_EXTRACTED DATA_

***

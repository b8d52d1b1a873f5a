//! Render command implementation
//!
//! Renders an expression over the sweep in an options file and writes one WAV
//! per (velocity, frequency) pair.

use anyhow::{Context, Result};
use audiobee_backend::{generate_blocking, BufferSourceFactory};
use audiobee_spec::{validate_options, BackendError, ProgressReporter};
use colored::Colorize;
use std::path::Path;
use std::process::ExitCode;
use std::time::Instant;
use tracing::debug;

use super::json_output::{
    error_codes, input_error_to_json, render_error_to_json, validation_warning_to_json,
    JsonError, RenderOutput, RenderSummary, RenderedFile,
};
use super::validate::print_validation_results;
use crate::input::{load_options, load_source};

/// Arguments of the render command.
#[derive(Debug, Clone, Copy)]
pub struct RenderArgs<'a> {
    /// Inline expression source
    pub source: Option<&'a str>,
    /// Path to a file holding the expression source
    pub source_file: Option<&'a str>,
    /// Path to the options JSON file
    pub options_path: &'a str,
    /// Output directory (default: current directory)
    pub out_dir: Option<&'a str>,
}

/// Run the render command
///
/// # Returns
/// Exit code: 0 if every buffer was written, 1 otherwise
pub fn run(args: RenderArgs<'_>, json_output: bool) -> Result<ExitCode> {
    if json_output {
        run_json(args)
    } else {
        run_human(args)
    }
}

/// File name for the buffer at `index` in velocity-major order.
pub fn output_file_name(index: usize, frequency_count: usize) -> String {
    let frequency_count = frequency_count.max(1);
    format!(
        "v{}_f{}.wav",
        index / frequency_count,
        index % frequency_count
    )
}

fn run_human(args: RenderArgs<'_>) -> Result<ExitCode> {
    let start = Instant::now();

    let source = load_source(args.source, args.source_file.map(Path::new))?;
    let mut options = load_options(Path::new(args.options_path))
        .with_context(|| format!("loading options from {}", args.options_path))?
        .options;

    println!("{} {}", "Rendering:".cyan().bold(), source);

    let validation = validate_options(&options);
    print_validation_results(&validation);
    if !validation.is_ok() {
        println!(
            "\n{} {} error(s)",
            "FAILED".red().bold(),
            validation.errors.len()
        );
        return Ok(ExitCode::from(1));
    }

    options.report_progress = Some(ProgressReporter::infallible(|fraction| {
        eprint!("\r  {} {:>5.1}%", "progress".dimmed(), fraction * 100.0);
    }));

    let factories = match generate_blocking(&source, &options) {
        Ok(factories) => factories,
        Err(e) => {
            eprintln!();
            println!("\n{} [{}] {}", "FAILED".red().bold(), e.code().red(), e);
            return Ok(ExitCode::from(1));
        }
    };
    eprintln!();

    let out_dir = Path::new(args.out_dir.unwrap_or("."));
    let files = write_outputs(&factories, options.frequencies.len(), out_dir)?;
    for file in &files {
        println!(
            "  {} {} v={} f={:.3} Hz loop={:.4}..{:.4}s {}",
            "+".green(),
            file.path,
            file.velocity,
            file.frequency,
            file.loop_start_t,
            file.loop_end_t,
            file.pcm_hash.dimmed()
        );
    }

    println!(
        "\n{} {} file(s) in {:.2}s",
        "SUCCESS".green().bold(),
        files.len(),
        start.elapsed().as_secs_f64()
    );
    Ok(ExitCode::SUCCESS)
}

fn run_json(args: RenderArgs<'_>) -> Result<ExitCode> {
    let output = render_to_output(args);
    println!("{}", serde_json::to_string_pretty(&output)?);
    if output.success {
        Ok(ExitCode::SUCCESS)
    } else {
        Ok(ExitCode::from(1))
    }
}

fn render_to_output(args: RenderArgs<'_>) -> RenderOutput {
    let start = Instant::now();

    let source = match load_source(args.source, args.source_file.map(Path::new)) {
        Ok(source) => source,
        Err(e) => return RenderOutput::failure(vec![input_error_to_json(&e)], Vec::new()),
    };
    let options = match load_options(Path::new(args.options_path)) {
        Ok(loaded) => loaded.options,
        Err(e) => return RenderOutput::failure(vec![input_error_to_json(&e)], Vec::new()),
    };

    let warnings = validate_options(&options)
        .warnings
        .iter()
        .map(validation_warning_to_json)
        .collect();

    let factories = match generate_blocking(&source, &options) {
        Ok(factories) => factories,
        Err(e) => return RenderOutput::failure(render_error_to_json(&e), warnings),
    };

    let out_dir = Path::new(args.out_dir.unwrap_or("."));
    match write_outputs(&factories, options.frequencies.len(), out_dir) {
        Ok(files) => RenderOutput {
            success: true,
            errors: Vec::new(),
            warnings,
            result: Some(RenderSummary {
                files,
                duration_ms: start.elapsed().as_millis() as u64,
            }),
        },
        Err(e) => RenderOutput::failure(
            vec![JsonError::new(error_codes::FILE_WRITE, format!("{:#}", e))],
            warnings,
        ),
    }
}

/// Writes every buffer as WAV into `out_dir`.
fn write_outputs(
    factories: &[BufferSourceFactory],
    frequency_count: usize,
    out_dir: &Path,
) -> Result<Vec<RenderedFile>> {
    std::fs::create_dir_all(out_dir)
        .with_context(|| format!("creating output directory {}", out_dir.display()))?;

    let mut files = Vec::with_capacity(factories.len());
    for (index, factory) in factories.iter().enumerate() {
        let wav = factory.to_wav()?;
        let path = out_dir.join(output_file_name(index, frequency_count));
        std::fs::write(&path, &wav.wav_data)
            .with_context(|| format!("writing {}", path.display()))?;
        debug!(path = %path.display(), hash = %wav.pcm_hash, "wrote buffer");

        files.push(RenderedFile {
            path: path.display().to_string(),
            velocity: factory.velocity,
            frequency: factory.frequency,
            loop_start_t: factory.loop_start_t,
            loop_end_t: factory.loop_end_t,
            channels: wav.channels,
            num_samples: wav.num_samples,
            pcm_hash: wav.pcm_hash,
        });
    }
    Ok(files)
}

***

Look for "ProgressReporter" in each line of the material, then copy the lines where it is found.

_SOLUTION FOR THIS EXERCISE_
use audiobee_spec::{validate_options, BackendError, ProgressReporter};
    options.report_progress = Some(ProgressReporter::infallible(|fraction| {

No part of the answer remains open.